IHG's 21st Brand Is a Love Letter to Independent Owners. Read the Fine Print.
IHG just launched Noted Collection, its newest premium conversion play targeting 2.3 million independent rooms worldwide. The pitch is seductive... keep your identity, get our distribution. But if you're an independent owner being courted, the question isn't whether the brand sounds good. It's what happens three years in when the projections meet reality.
So IHG now has 21 brands. Twenty-one. That's 11 new brands in 11 years, for anyone keeping score at home, and I am absolutely keeping score. Noted Collection launched February 17th targeting upscale and upper-upscale independents who want the IHG machine (160 million loyalty members, global distribution, revenue management muscle) without giving up what makes them... them. The pitch is elegant. The addressable market is enormous. And the playbook is one I've watched every major company run in the last five years, which means I know exactly where the seams are.
Let me be clear about something... the strategy isn't wrong. Conversions are the smartest growth lever in a market where construction costs make new builds painful and lending is still tight. IHG's 2025 numbers back the thesis: over 102,000 rooms signed across 694 hotels, fee margin at 64.8% (up 360 basis points), EBIT up 13%. This is a company printing money on asset-light growth and telling Wall Street it's going to keep doing it. The target of 150 hotels in a decade for Noted Collection? Conservative, honestly, given the math. The EMEAA-first rollout makes sense too... that's where the largest concentration of unbranded premium properties sits. So far, so smart. Here's where I start asking the questions that don't appear in the press release.

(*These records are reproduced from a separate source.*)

// ABOUTME: Entry point for adib — a literary mentor chat with intent-routed generation.
// ABOUTME: Parses CLI args, loads config, and launches the app.

use std::path::PathBuf;

use clap::Parser;

use adib::app::App;
use adib::config::Config;

#[derive(Parser)]
#[command(name = "adib", about = "AI-ADIB — o'zbek adabiyoti bo'yicha intellektual mentor")]
struct Args {
    /// Start without restoring saved sessions.
    #[arg(long)]
    fresh: bool,

    /// Override the data directory used for persistence.
    #[arg(long)]
    data_dir: Option<PathBuf>,
}

#[tokio::main]
async fn main() -> anyhow::Result<()> {
    let args = Args::parse();
    let config = Config::load()?;
    App::new(config, args.fresh, args.data_dir).run().await
}
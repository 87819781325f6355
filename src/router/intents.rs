// ABOUTME: Intent pattern tables — case-insensitive literal fragment disjunctions.
// ABOUTME: A prompt matches a category when any fragment occurs in its lowercased text.

/// Phrases that start the guessing duel.
const DUEL_FRAGMENTS: &[&str] = &[
    "duel boshla",
    "o'yin boshla",
    "duel o'ynaymiz",
    "kimligimni top",
];

/// Phrases asking for comparative analysis against world literature.
const PARALLEL_FRAGMENTS: &[&str] = &[
    "parallel",
    "o'xshashlik",
    "qiyos",
    "solishtir",
    "jahon adabiyoti",
    "farqi",
];

/// Phrases requesting illustrative imagery.
const IMAGE_GEN_FRAGMENTS: &[&str] = &[
    "chizib ber",
    "tasvirlab ber",
    "vizual",
    "rasmini yarat",
    "image",
    "draw",
];

/// Phrases about places, addresses, and distances.
const LOCATION_FRAGMENTS: &[&str] = &[
    "joylashuv", "manzil", "qayerda", "restoran", "kafe", "muzey", "xarita", "masofa",
];

/// Phrases about current events and time-sensitive facts.
const NEWS_FRAGMENTS: &[&str] = &[
    "yangilik", "bugun", "kecha", "oxirgi", "prezident", "narx", "ob-havo",
];

fn matches_any(prompt: &str, fragments: &[&str]) -> bool {
    let lowered = prompt.to_lowercase();
    fragments.iter().any(|f| lowered.contains(f))
}

pub fn is_duel_intent(prompt: &str) -> bool {
    matches_any(prompt, DUEL_FRAGMENTS)
}

pub fn is_parallel_intent(prompt: &str) -> bool {
    matches_any(prompt, PARALLEL_FRAGMENTS)
}

pub fn is_image_gen_intent(prompt: &str) -> bool {
    matches_any(prompt, IMAGE_GEN_FRAGMENTS)
}

pub fn is_location_query(prompt: &str) -> bool {
    matches_any(prompt, LOCATION_FRAGMENTS)
}

pub fn is_news_query(prompt: &str) -> bool {
    matches_any(prompt, NEWS_FRAGMENTS)
}
// Error taxonomy shared by the lifecycle manager, clan handler and HTTP layer.

#[derive(Debug, thiserror::Error)]
pub enum PanelError {
    #[error("Account not found: {0}")]
    NotFound(String),
    #[error("Bot already running for account {0}")]
    AlreadyRunning(String),
    #[error("Bot not running for account {0}")]
    NotRunning(String),
    #[error("Invalid input: {0}")]
    InvalidInput(String),
    /// Store write or read failure. Retried by running loops, surfaced to direct callers.
    #[error("Store error: {0}")]
    TransientIo(#[from] sqlx::Error),
}

pub type PanelResult<T> = Result<T, PanelError>;
// Account registration and removal on top of the store and lifecycle manager.

use crate::bot_manager::BotManager;
use crate::db::{Account, Database};
use crate::error::{PanelError, PanelResult};
use crate::identity::derive_account_id;

/// Register (or refresh) the account behind a credential token.
///
/// The account id is derived from the token, so registering the same token
/// twice returns the same account with its balance intact.
pub async fn register_account(
    db: &Database,
    credential: &str,
    clan_id: Option<&str>,
) -> PanelResult<Account> {
    let credential = credential.trim();
    if credential.is_empty() {
        return Err(PanelError::InvalidInput("token is required".into()));
    }
    let clan_id = clan_id.map(str::trim).filter(|c| !c.is_empty());

    let id = derive_account_id(credential);
    let account = db.upsert_account(&id, credential, clan_id).await?;
    tracing::info!("Registered account {id}");
    Ok(account)
}

/// Stop the account's bot if it runs, then delete the account and its history.
pub async fn delete_account(bots: &BotManager, id: &str) -> PanelResult<()> {
    if !bots.remove_account(id).await? {
        return Err(PanelError::NotFound(id.to_string()));
    }
    tracing::info!("Deleted account {id}");
    Ok(())
}

#[cfg(test)]
mod tests {
    use super::*;

    #[tokio::test]
    async fn test_register_derives_id() {
        let db = Database::new("sqlite::memory:").await.unwrap();

        let a = register_account(&db, "tok-abc", None).await.unwrap();
        assert_eq!(a.id, derive_account_id("tok-abc"));

        let again = register_account(&db, "  tok-abc  ", Some("")).await.unwrap();
        assert_eq!(again.id, a.id);
        assert!(again.clan_id.is_none());
        assert_eq!(db.list_accounts().await.unwrap().len(), 1);
    }

    #[tokio::test]
    async fn test_register_requires_token() {
        let db = Database::new("sqlite::memory:").await.unwrap();
        let err = register_account(&db, "   ", None).await.unwrap_err();
        assert!(matches!(err, PanelError::InvalidInput(_)));
    }
}
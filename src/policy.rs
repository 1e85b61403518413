// Pluggable reward and clan-decision policies.
//
// The random implementations are placeholders for the real game computation
// and clan authority; the lifecycle code only sees the traits.

use rand::Rng;

use crate::db::{ClanRequest, ClanRequestStatus};

/// Identity a running bot acts as.
#[derive(Debug, Clone)]
pub struct BotSession {
    pub account_id: String,
    pub credential: String,
}

/// Computes the glory earned by one tick of a running bot.
pub trait RewardPolicy: Send + Sync {
    /// Amount earned this tick. Zero means nothing was earned.
    fn next_reward(&self, session: &BotSession) -> u32;
}

/// Decides the outcome of a clan membership request.
pub trait DecisionPolicy: Send + Sync {
    fn decide(&self, request: &ClanRequest) -> ClanRequestStatus;
}

/// Uniform random reward in an inclusive range.
#[derive(Debug, Clone)]
pub struct RandomReward {
    min: u32,
    max: u32,
}

impl RandomReward {
    pub const DEFAULT_MIN: u32 = 50;
    pub const DEFAULT_MAX: u32 = 200;

    /// Bounds are reordered if given backwards.
    pub fn new(min: u32, max: u32) -> Self {
        Self {
            min: min.min(max),
            max: min.max(max),
        }
    }
}

impl Default for RandomReward {
    fn default() -> Self {
        Self::new(Self::DEFAULT_MIN, Self::DEFAULT_MAX)
    }
}

impl RewardPolicy for RandomReward {
    fn next_reward(&self, _session: &BotSession) -> u32 {
        rand::thread_rng().gen_range(self.min..=self.max)
    }
}

/// Same reward every tick.
#[derive(Debug, Clone, Copy)]
pub struct FixedReward(pub u32);

impl RewardPolicy for FixedReward {
    fn next_reward(&self, _session: &BotSession) -> u32 {
        self.0
    }
}

/// Coin flip between accepted and rejected.
#[derive(Debug, Clone, Copy, Default)]
pub struct RandomDecision;

impl DecisionPolicy for RandomDecision {
    fn decide(&self, _request: &ClanRequest) -> ClanRequestStatus {
        if rand::random::<bool>() {
            ClanRequestStatus::Accepted
        } else {
            ClanRequestStatus::Rejected
        }
    }
}

/// Always returns the same outcome.
#[derive(Debug, Clone, Copy)]
pub struct FixedDecision(pub ClanRequestStatus);

impl DecisionPolicy for FixedDecision {
    fn decide(&self, _request: &ClanRequest) -> ClanRequestStatus {
        self.0
    }
}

What exactly distinguishes Noted Collection from voco? From Vignette Collection? From Hotel Indigo? I've read the positioning language and I can tell you this much... if you put the brand descriptions for all four in front of an owner without the logos attached, they'd struggle to sort them. "High-quality, distinctive, one-of-a-kind hotels" could describe any of those brands. And that's the problem with launching brand number 21... you're not filling a gap in the portfolio anymore, you're creating overlap and hoping the sales team can explain the difference in a pitch meeting. (Spoiler: half of them can't explain the difference between the brands they already have.) I sat in a brand review once where an owner asked a development VP to explain, without reading from the deck, what made their collection brand different from their lifestyle brand. The VP talked for four minutes and said nothing. The owner signed anyway. He shouldn't have.
Here's the part that matters if you're an independent owner getting the call. The promise is beautiful... keep your name, keep your character, get our engine. But the total cost of brand affiliation in the upscale space isn't the franchise fee on page one. It's the franchise fee plus loyalty assessments plus reservation system fees plus marketing contributions plus PIP requirements plus rate parity restrictions plus the vendor mandates that show up six months after signing. I've watched this math destroy owners who fell in love with the pitch. A family I worked with years ago... three generations of hotel people... took on millions in PIP debt because the projected loyalty contribution was going to make it all pencil out. Actual delivery came in nearly 40% below projection. The math broke. They lost their hotel. So when IHG says "gateway to stronger performance," I want to see the actual performance data for their existing collection brands, property by property, compared to what was projected at signing. That filing cabinet comparison is the only honest conversation in this industry, and nobody at brand headquarters wants to have it.
The real question for 2026 isn't whether IHG can sign independent owners to Noted Collection. Of course they can. The sales team is excellent, the loyalty platform is genuinely powerful, and independent owners are tired of fighting the OTAs alone. The question is whether this brand can deliver a revenue premium that exceeds total brand cost for the specific owner in the specific market with the specific cost structure they're operating in. That answer is different for a 60-key boutique in Lisbon than it is for a 200-key upscale property in Nashville. And if IHG is pitching both of them the same brand with the same enthusiasm, one of them is going to be disappointed. If you're the independent owner getting courted right now... and you will be, because IHG needs signings to hit that 150-hotel target... do not fall in love with the rendering. Do not fall in love with the loyalty member count. Ask for actuals from comparable properties in comparable markets already in IHG's collection brands. If they give you projections instead of actuals, you have your answer. You just have to be brave enough to hear it.
If you're an independent owner in the upscale or upper-upscale space and IHG comes calling about Noted Collection... take the meeting. But before you sign anything, demand three things: actual RevPAR index performance (not projections) from existing voco and Vignette properties in comparable markets, a full total-cost-of-affiliation breakdown including every fee, assessment, and mandate for years one through five, and a written breakdown of what your PIP will actually cost versus the incremental revenue the brand is projecting. If they won't give you actuals, that tells you everything. The pitch is always beautiful. The P&L three years later is where the truth lives.